I look down at his hand, and he's holding out a bottle filled with some type of analgesic. He's showing it to me like a drug dealer shows a kilo*.
"No, I don't want Tylenol."
"Then how about lotion?"
He reaches behind and pulls a tube off the shelf.
"Maybe some hand cream?" he asks, with the same drug-dealer confidence.
"No. I don't want anything. I just want to go home."
"I want to give you something."
"Just tell your people back there to pay attention to what their doing!"
What I want to know is, can I sue them? And, if I can, and I collect, can I then retire?

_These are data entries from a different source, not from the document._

//! Error types for the table layer.
//!
//! Every variant is a local, non-retryable condition signaling a
//! programmer or data-integrity error. Nothing here is retried or logged
//! internally; errors surface synchronously to the caller.

use opal_query::{QueryError, SqlValue};

/// Errors raised by rows, tables, and the table locator.
#[derive(Debug, thiserror::Error)]
pub enum TableError {
    /// Access or mutation of a column the row does not declare.
    #[error("row has no column '{column}'")]
    PropertyDoesNotExist {
        /// The undeclared column.
        column: String,
    },

    /// Mutation attempted on a row whose last action was DELETE.
    #[error("row is immutable after deletion")]
    ImmutableAfterDeleted,

    /// Update or delete attempted on a table with no primary key.
    #[error("table '{table}' has no primary key")]
    NoPrimaryKey {
        /// The table without a key declaration.
        table: String,
    },

    /// The update diff contained a change to a primary-key column.
    #[error("primary key column '{column}' changed from {old:?} to {new:?}")]
    PrimaryValueChanged {
        /// The primary-key column.
        column: String,
        /// Value at the last snapshot.
        old: SqlValue,
        /// Mutated value.
        new: SqlValue,
    },

    /// A composite-key lookup omitted a required key column.
    #[error("composite key part '{column}' is missing")]
    PrimaryValueMissing {
        /// The missing key column.
        column: String,
    },

    /// A composite-key lookup supplied a non-scalar key component.
    #[error("composite key part '{column}' is not a scalar value")]
    PrimaryValueNotScalar {
        /// The offending key column.
        column: String,
    },

    /// A write affected a row count other than exactly one. Signals a
    /// race, a stale row, or a missing record.
    #[error("expected {expected} affected row(s), got {actual}")]
    UnexpectedRowCount {
        /// Rows the operation must affect.
        expected: u64,
        /// Rows actually affected.
        actual: u64,
    },

    /// The locator was asked for a table name it has no factory for.
    #[error("no table registered under '{name}'")]
    TableNotRegistered {
        /// The unknown table name.
        name: String,
    },

    /// An events hook aborted the operation.
    #[error("table event aborted: {0}")]
    Event(String),

    /// Statement execution failed.
    #[error(transparent)]
    Query(#[from] QueryError),
}

/// Result type alias for table operations.
pub type Result<T> = std::result::Result<T, TableError>;
//! Google Drive API client for the mirror's read-only operations.

use async_trait::async_trait;
use futures::StreamExt;
use reqwest::{Client, RequestBuilder, Response};
use tracing::debug;

use crate::auth::Authenticator;
use crate::error::{DriveError, Result};
use crate::models::{ApiErrorResponse, FileListResponse};
use crate::store::{FileQuery, Progress, RemoteStore};

/// Base URL for Google Drive API v3.
const DRIVE_API_BASE: &str = "https://www.googleapis.com/drive/v3";

/// Client for reading a user's Google Drive.
pub struct DriveClient {
    auth: Authenticator,
    http: Client,
    base_url: String,
}

impl DriveClient {
    /// Create a new DriveClient against the public Drive API.
    pub fn new(auth: Authenticator) -> Self {
        Self::with_base_url(auth, DRIVE_API_BASE)
    }

    /// Create a DriveClient against another endpoint (a mock server, a proxy).
    pub fn with_base_url(auth: Authenticator, base_url: impl Into<String>) -> Self {
        Self {
            auth,
            http: Client::new(),
            base_url: base_url.into().trim_end_matches('/').to_string(),
        }
    }

    /// Get the API base URL.
    pub fn base_url(&self) -> &str {
        &self.base_url
    }

    /// Send a media request and collect the body chunk by chunk.
    async fn fetch_chunked(&self, request: RequestBuilder, progress: Progress<'_>) -> Result<Vec<u8>> {
        let response = request.send().await?;
        let response = check_status(response).await?;

        let total = response.content_length().filter(|len| *len > 0);
        let mut content = Vec::with_capacity(total.unwrap_or(0) as usize);
        let mut stream = response.bytes_stream();

        while let Some(chunk) = stream.next().await {
            let chunk = chunk?;
            content.extend_from_slice(&chunk);
            if let Some(total) = total {
                progress((content.len() as f64 / total as f64).min(1.0) as f32);
            }
        }

        if total.is_none() {
            progress(1.0);
        }

        Ok(content)
    }
}

/// Turn a non-success response into an `ApiError`, decoding Google's error body when present.
async fn check_status(response: Response) -> Result<Response> {
    let status = response.status();
    if status.is_success() {
        return Ok(response);
    }

    let error_body = response.text().await.unwrap_or_default();
    if let Ok(api_error) = serde_json::from_str::<ApiErrorResponse>(&error_body) {
        return Err(DriveError::ApiError {
            status: api_error.error.code,
            message: api_error.error.message,
        });
    }
    Err(DriveError::ApiError {
        status: status.as_u16(),
        message: error_body,
    })
}

#[async_trait]
impl RemoteStore for DriveClient {
    async fn list_page(
        &self,
        query: &FileQuery,
        page_token: Option<&str>,
    ) -> Result<FileListResponse> {
        let token = self.auth.get_access_token().await?;
        let q = query.to_query();

        let mut request = self
            .http
            .get(format!("{}/files", self.base_url))
            .bearer_auth(&token)
            .query(&[
                ("q", q.as_str()),
                ("includeItemsFromAllDrives", "false"),
                ("spaces", "drive"),
                ("fields", query.fields()),
            ]);

        if let Some(page_token) = page_token {
            request = request.query(&[("pageToken", page_token)]);
        }

        let response = check_status(request.send().await?).await?;
        let list_response: FileListResponse = response.json().await?;
        debug!(
            query = %q,
            files = list_response.files.len(),
            more = list_response.next_page_token.is_some(),
            "listed page"
        );

        Ok(list_response)
    }

    async fn download(&self, file_id: &str, progress: Progress<'_>) -> Result<Vec<u8>> {
        let token = self.auth.get_access_token().await?;
        let request = self
            .http
            .get(format!("{}/files/{}", self.base_url, file_id))
            .bearer_auth(&token)
            .query(&[("alt", "media")]);

        self.fetch_chunked(request, progress).await
    }

    async fn export(
        &self,
        file_id: &str,
        mime_type: &str,
        progress: Progress<'_>,
    ) -> Result<Vec<u8>> {
        let token = self.auth.get_access_token().await?;
        let request = self
            .http
            .get(format!("{}/files/{}/export", self.base_url, file_id))
            .bearer_auth(&token)
            .query(&[("mimeType", mime_type)]);

        self.fetch_chunked(request, progress).await
    }
}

*Not that I have practical knowledge regarding those sorts of transactions.

Tuesday, October 17, 2006

The Bland Health People

I hate the Bland Health People. You know who I'm talking about. The people frolicking in prescription drug commercials and bouncing around the pages of your medical plan's quarterly magazine. They're all ages and all races and all sexes (well maybe not ALL sexes) and all so very very... bland. They wear sweaters and ride bikes in their golden years through the perfect autumn woods, they cavort in perfectly turquoise pools, they throw daisies about and sit down to healthy and uncontroversial dinners. You never see any of them actually USING the medications they're representing - they're never standing in their boxers, in the kitchen, rinsing out a glass and measuring out the one or two horse pills they have to swallow. They never throw up, or sneeze, or bleed, or roll around in agony after being thrown from a horse. They never sit uncomfortably on the edge of the examination table, shifting their weight on the crinkly paper, trying to relieve the cramping in their knees as they wait for the physician's assistant or nurse practitioner. And they're never, EVER in the hospital. Not like the real people you see on House or E.R.